Amanda Srere ’15 - To be Gettysburg great

Amanda Srere ’15Be “Gettysburg Great.” It’s broadcast on the website and featured in brochures. It’s something that we’re meant to aspire to as students and embody as alumni. It’s the line from President Janet Morgan Riggs’ graduation address to my class that I most remember. She asked us, one last time, to be Gettysburg Great.

I thought that this meant that there should be tangible proof that I was being Gettysburg Great. I wondered why, by six months after graduation, I hadn’t achieved total success. Instead, I found myself struggling through a master’s program and learning firsthand that finding my way post-grad was quite the difficult feat. I watched friends travel the world or start new jobs while I lived at home and panicked that teaching was not the right career for me, that I had peaked in college, and that I wasn’t living up to Gettysburg’s legacy.

I’m not being Gettysburg Great, I thought to myself one night as I fought through the commuter crowd in Grand Central after a 12-hour day. I was sure I had reached my breaking point, and I was going to have to drop out of graduate school and tell everyone that I had failed. I wasn’t good at teaching, I couldn’t balance commuting and school, and my hard-earned bachelor’s degree was for naught. Moreover, I had booked it uptown, and I was still going to miss my train.

BUT, I didn’t quit everything that night. I made the train with minutes to spare, and kept pushing through until, months later, I attended a lecture by education expert Shirley Steinberg. She said that sometimes we can make a difference in the world by doing something small and unnoticed. It doesn’t have to be a grand crusade; it can be a quiet gesture that impacts someone in a way that isn’t even realized at first. Maybe, I thought, this is what being Gettysburg Great means. Maybe it’s about the small things.

Maybe it’s waking up at 5:30 a.m. to commute into the city to teach elementary school, or being the youngest member of a grad school program, or devoting months to forming new friendships.

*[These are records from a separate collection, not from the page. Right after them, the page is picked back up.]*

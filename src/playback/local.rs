//! Offline speech through a local command-line synthesizer.
//!
//! The default program is `espeak-ng`, which writes a WAV clip to stdout
//! with `--stdout`.  The child is killed if the request is dropped, so a
//! cancelled playback does not leave a synthesizer running.

use std::process::Stdio;
use std::time::Duration;

use async_trait::async_trait;
use tokio::process::Command;

use crate::config::SynthesisConfig;

use super::synthesis::{SynthesisError, Synthesizer};

pub struct EspeakSynthesizer {
    program: String,
    voice: String,
    timeout: Duration,
}

impl EspeakSynthesizer {
    pub fn new(program: impl Into<String>, voice: impl Into<String>, timeout: Duration) -> Self {
        Self {
            program: program.into(),
            voice: voice.into(),
            timeout,
        }
    }

    pub fn from_config(config: &SynthesisConfig) -> Self {
        Self::new(
            config.local_command.clone(),
            config.local_voice.clone(),
            Duration::from_secs(config.timeout_secs),
        )
    }
}

#[async_trait]
impl Synthesizer for EspeakSynthesizer {
    async fn synthesize(&self, text: &str) -> Result<Vec<u8>, SynthesisError> {
        let child = Command::new(&self.program)
            .args(["-v", self.voice.as_str(), "--stdout", text])
            .stdin(Stdio::null())
            .stdout(Stdio::piped())
            .stderr(Stdio::piped())
            .kill_on_drop(true)
            .spawn()
            .map_err(|e| SynthesisError::Local(format!("{}: {e}", self.program)))?;

        let output = tokio::time::timeout(self.timeout, child.wait_with_output())
            .await
            .map_err(|_| SynthesisError::Timeout)?
            .map_err(|e| SynthesisError::Local(e.to_string()))?;

        if !output.status.success() {
            let stderr = String::from_utf8_lossy(&output.stderr);
            return Err(SynthesisError::Local(format!(
                "{} exited with {}: {}",
                self.program,
                output.status,
                stderr.trim()
            )));
        }
        if output.stdout.is_empty() {
            return Err(SynthesisError::EmptyAudio);
        }

        log::debug!(
            "synthesis: {} produced {} bytes locally",
            self.program,
            output.stdout.len()
        );
        Ok(output.stdout)
    }
}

Maybe it’s fighting to make a train from Grand Central, fighting through the twilight time known as post-grad, fighting against every obstacle that is placed before us. Being Gettysburg Great is about inching along and not giving up, even if it feels like we’re stuck in an abyss. It’s about the journey and the struggles that come with it, and that is how I know that even if everything is not so great right now, it will be.

Amanda Srere ’15 majored in English with a writing concentration. Formerly a contributing writer for The Gettysburgian, Srere teaches and attends graduate school in New York.